Launching the notebook in Jupyter in Galaxy

  1. Instructions to Launch JupyterLab
  2. Open a Terminal in JupyterLab with File -> New -> Terminal
  3. Run wget https://training.galaxyproject.org/training-material/topics/data-science/tutorials/python-loops/data-science-python-loops.ipynb
  4. Select the notebook that appears in the list of files on the left.

Downloading the notebook

  1. Right click one of these links: Jupyter Notebook (With Solutions), Jupyter Notebook (Without Solutions)
  2. Save Link As..

A for loop tells Python to execute some statements once for each value in a list, a character string, or some other collection: “for each thing in this group, do these operations”

Comment

This tutorial is significantly based on the Carpentries Programming with Python, Programming with Python, and Plotting and Programming in Python, which are licensed CC-BY 4.0.

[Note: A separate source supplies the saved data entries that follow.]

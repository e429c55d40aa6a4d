use axum::{
    extract::{Query, State},
    http::StatusCode,
    response::IntoResponse,
    routing::{get, post},
    Json, Router,
};
use chrono::{Datelike, Local};
use serde::Deserialize;
use std::sync::Arc;
use tokio::sync::watch;
use tower_http::cors::CorsLayer;
use tracing::info;

use crate::models::PlayerQuery;
use crate::resolver::{resolve_field_position, score_trend};
use crate::telemetry::{fallback, GameTelemetryPoller};

pub struct AppState {
    pub poller: Arc<GameTelemetryPoller>,
    /// Feeds the player poll loop
    pub selection: watch::Sender<PlayerQuery>,
}

/// Build the Axum router for the JSON API consumed by the display layer.
pub fn router(state: AppState) -> Router {
    Router::new()
        .route("/api/snapshot", get(snapshot_handler))
        .route("/api/history", get(history_handler))
        .route("/api/field", get(field_handler))
        .route("/api/score-trend", get(score_trend_handler))
        .route("/api/player", get(player_handler).post(select_player_handler))
        .route("/api/roster", get(roster_handler))
        .route("/api/standings", get(standings_handler))
        .route("/api/injuries", get(injuries_handler))
        .route("/api/news", get(news_handler))
        .route("/api/refresh", post(refresh_handler))
        .layer(CorsLayer::permissive())
        .with_state(Arc::new(state))
}

/// GET /api/snapshot
async fn snapshot_handler(State(state): State<Arc<AppState>>) -> impl IntoResponse {
    Json(state.poller.current().await)
}

/// GET /api/history
async fn history_handler(State(state): State<Arc<AppState>>) -> impl IntoResponse {
    Json(state.poller.history().await)
}

/// GET /api/field
async fn field_handler(State(state): State<Arc<AppState>>) -> impl IntoResponse {
    let snapshot = state.poller.current().await;
    Json(resolve_field_position(&snapshot, state.poller.team()))
}

/// GET /api/score-trend
async fn score_trend_handler(State(state): State<Arc<AppState>>) -> impl IntoResponse {
    let snapshot = state.poller.current().await;
    Json(score_trend(&snapshot.scoring_plays, snapshot.tracked_is_home))
}

/// GET /api/player
async fn player_handler(State(state): State<Arc<AppState>>) -> impl IntoResponse {
    Json(state.poller.player().await)
}

/// POST /api/player {"id": "...", "displayPosition": "QB"}
async fn select_player_handler(
    State(state): State<Arc<AppState>>,
    Json(query): Json<PlayerQuery>,
) -> Result<impl IntoResponse, (StatusCode, String)> {
    if query.id.trim().is_empty() {
        return Err((StatusCode::BAD_REQUEST, "player id must not be empty".to_string()));
    }
    info!("Player selected: {} ({})", query.id, query.display_position);
    state.selection.send_replace(query.clone());
    Ok((StatusCode::ACCEPTED, Json(query)))
}

/// GET /api/roster
async fn roster_handler() -> impl IntoResponse {
    Json(fallback::demo_roster())
}

#[derive(Debug, Deserialize)]
struct StandingsParams {
    year: Option<i32>,
}

/// GET /api/standings?year=2026
async fn standings_handler(
    State(state): State<Arc<AppState>>,
    Query(params): Query<StandingsParams>,
) -> impl IntoResponse {
    let year = params.year.unwrap_or_else(|| Local::now().year());
    Json(state.poller.standings(year).await)
}

/// GET /api/injuries
async fn injuries_handler(State(state): State<Arc<AppState>>) -> impl IntoResponse {
    Json(state.poller.injuries().await)
}

/// GET /api/news
async fn news_handler(State(state): State<Arc<AppState>>) -> impl IntoResponse {
    Json(state.poller.news().await)
}

/// POST /api/refresh: one poll now, skipped if a poll is already running.
async fn refresh_handler(State(state): State<Arc<AppState>>) -> impl IntoResponse {
    Json(state.poller.poll(Local::now().date_naive()).await)
}
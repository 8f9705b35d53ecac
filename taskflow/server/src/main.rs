use tracing_subscriber::EnvFilter;

#[tokio::main]
async fn main() -> anyhow::Result<()> {
    tracing_subscriber::fmt()
        .with_env_filter(EnvFilter::try_from_default_env().unwrap_or_else(|_| EnvFilter::new("info")))
        .init();
    let config = taskflow_server::config::Config::from_env()?;
    taskflow_server::web::start_web_server(config).await
}
use std::sync::Arc;

use axum::Router;
use utoipa::OpenApi;

use crate::task::{self, TaskState};

#[derive(OpenApi)]
#[openapi(info(
    title = "taskflow",
    description = "Task management REST API",
    version = "0.1.0"
))]
pub struct ApiDoc;

/// Root document merged with every versioned API.
pub fn get_docs() -> utoipa::openapi::OpenApi {
    let mut root = ApiDoc::openapi();
    root.merge(task::api::v1::TasksApi::openapi());
    root
}

/// Creates the API routes for JSON API endpoints.
pub fn create_api_router(task_state: Arc<TaskState>) -> Router {
    let tasks_router = task::api::v1::create_api_router(task_state);
    Router::new().nest("/api/v1", tasks_router)
}
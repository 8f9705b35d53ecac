use sea_orm_migration::prelude::*;

#[derive(DeriveMigrationName)]
pub struct Migration;

const IDX_TASKS_STATUS: &str = "idx_tasks_status";
const IDX_TASKS_PRIORITY: &str = "idx_tasks_priority";
const IDX_TASKS_DUE_DATE: &str = "idx_tasks_due_date";

#[async_trait::async_trait]
impl MigrationTrait for Migration {
    async fn up(&self, manager: &SchemaManager) -> Result<(), DbErr> {
        manager
            .create_index(
                Index::create()
                    .name(IDX_TASKS_STATUS)
                    .table(Tasks::Table)
                    .col(Tasks::Status)
                    .to_owned(),
            )
            .await?;
        manager
            .create_index(
                Index::create()
                    .name(IDX_TASKS_PRIORITY)
                    .table(Tasks::Table)
                    .col(Tasks::Priority)
                    .to_owned(),
            )
            .await?;
        manager
            .create_index(
                Index::create()
                    .name(IDX_TASKS_DUE_DATE)
                    .table(Tasks::Table)
                    .col(Tasks::DueDate)
                    .to_owned(),
            )
            .await
    }

    async fn down(&self, manager: &SchemaManager) -> Result<(), DbErr> {
        for index in [IDX_TASKS_DUE_DATE, IDX_TASKS_PRIORITY, IDX_TASKS_STATUS] {
            manager
                .drop_index(Index::drop().name(index).table(Tasks::Table).to_owned())
                .await?;
        }
        Ok(())
    }
}

#[derive(DeriveIden)]
enum Tasks {
    Table,
    Status,
    Priority,
    DueDate,
}
use chrono::{DateTime, NaiveDate, TimeZone, Utc};
use migration::MigratorTrait;
use sea_orm::{Database, DatabaseConnection};
use testcontainers_modules::testcontainers::runners::AsyncRunner;
use testcontainers_modules::{postgres, testcontainers};

pub async fn setup_container() -> anyhow::Result<testcontainers::ContainerAsync<postgres::Postgres>>
{
    let container = postgres::Postgres::default().start().await?;
    Ok(container)
}

pub async fn setup_db(
    container: &testcontainers::ContainerAsync<postgres::Postgres>,
) -> anyhow::Result<DatabaseConnection> {
    let host = container.get_host().await?;
    let port = container.get_host_port_ipv4(5432).await?;
    let db_url = format!("postgres://postgres:postgres@{}:{}/postgres", host, port);
    let db = Database::connect(&db_url).await?;
    migration::Migrator::up(&db, None).await?;
    Ok(db)
}

/// Instant the test clocks are frozen at.
#[allow(dead_code)]
pub fn frozen_now() -> DateTime<Utc> {
    Utc.with_ymd_and_hms(2025, 6, 15, 12, 0, 0).unwrap()
}

/// Calendar date `days` away from the frozen clock's today.
#[allow(dead_code)]
pub fn days_from_today(days: i64) -> NaiveDate {
    frozen_now().date_naive() + chrono::Duration::days(days)
}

Adaptations have been made to make this work better in a GTN/Galaxy environment.

Agenda

In this tutorial, we will cover:

  1. For Loops
    1. Structure
    2. A for loop is made up of a collection, a loop variable, and a body.
    3. Things You Can Loop Over
    4. Indentation
    5. Variable Naming
    6. Range
    7. Accumulation
    8. Exercises
    9. Cumulative Sum

For Loops

Which of these would you rather write

Input: Manually
print(2)
print(3)
print(5)
print(7)
print(11)
Output: With Loops
for number in [2, 3, 5, 7, 11]:
    print(number)

It may be less clear here, since you just need to do one operation (print) but if you had to do two operations, three, more?

Structure

A for loop is made up of a collection, a loop variable, and a body.

for number in [2, 3, 5]:
    doubled = number * 2
    print(f"{number} doubled is {doubled}")
  • number - this is the loop variable. It’s a new variable, that’s assigned to the values from the collection. It does not need to be defined before the loop.
  • the collection, [2, 3, 5] is a list of numbers which we can tell from the square brackets used: [, ]
  • the loop body, where we double a number and the print out a message. The loop body is what gets executed for every iteration of the loop.
Input: The loop
for number in [2, 3, 5]:
    doubled = number * 2
    print(f"{number} doubled is {doubled}")
Output: What's really happening internally
# First iteration, number = 2
doubled = number * 2
print(f"{number} doubled is {doubled}")
# Second iteration, number = 3
doubled = number * 3
print(f"{number} doubled is {doubled}")
# Third iteration, number = 5
doubled = number * 5
print(f"{number} doubled is {doubled}")

Writing loops saves us time and makes sure our code is accurate, that we don’t accidentally introduce a typo somewhere in the loop body.

Things You Can Loop Over

You can loop over characters in a string

dna_string = 'ACTGGTCATCG'
for base in dna_string:
    print(base)

You can loop over lists:

cast = ['Elphaba', 'Glinda', 'Fiyero', 'Nessarose']
for character in cast:
    print(character)

Indentation

The first line of the for loop must end with a colon, and the body must be indented with four spaces. Many editors do this automatically for you and even convert Tabs into 4 spaces.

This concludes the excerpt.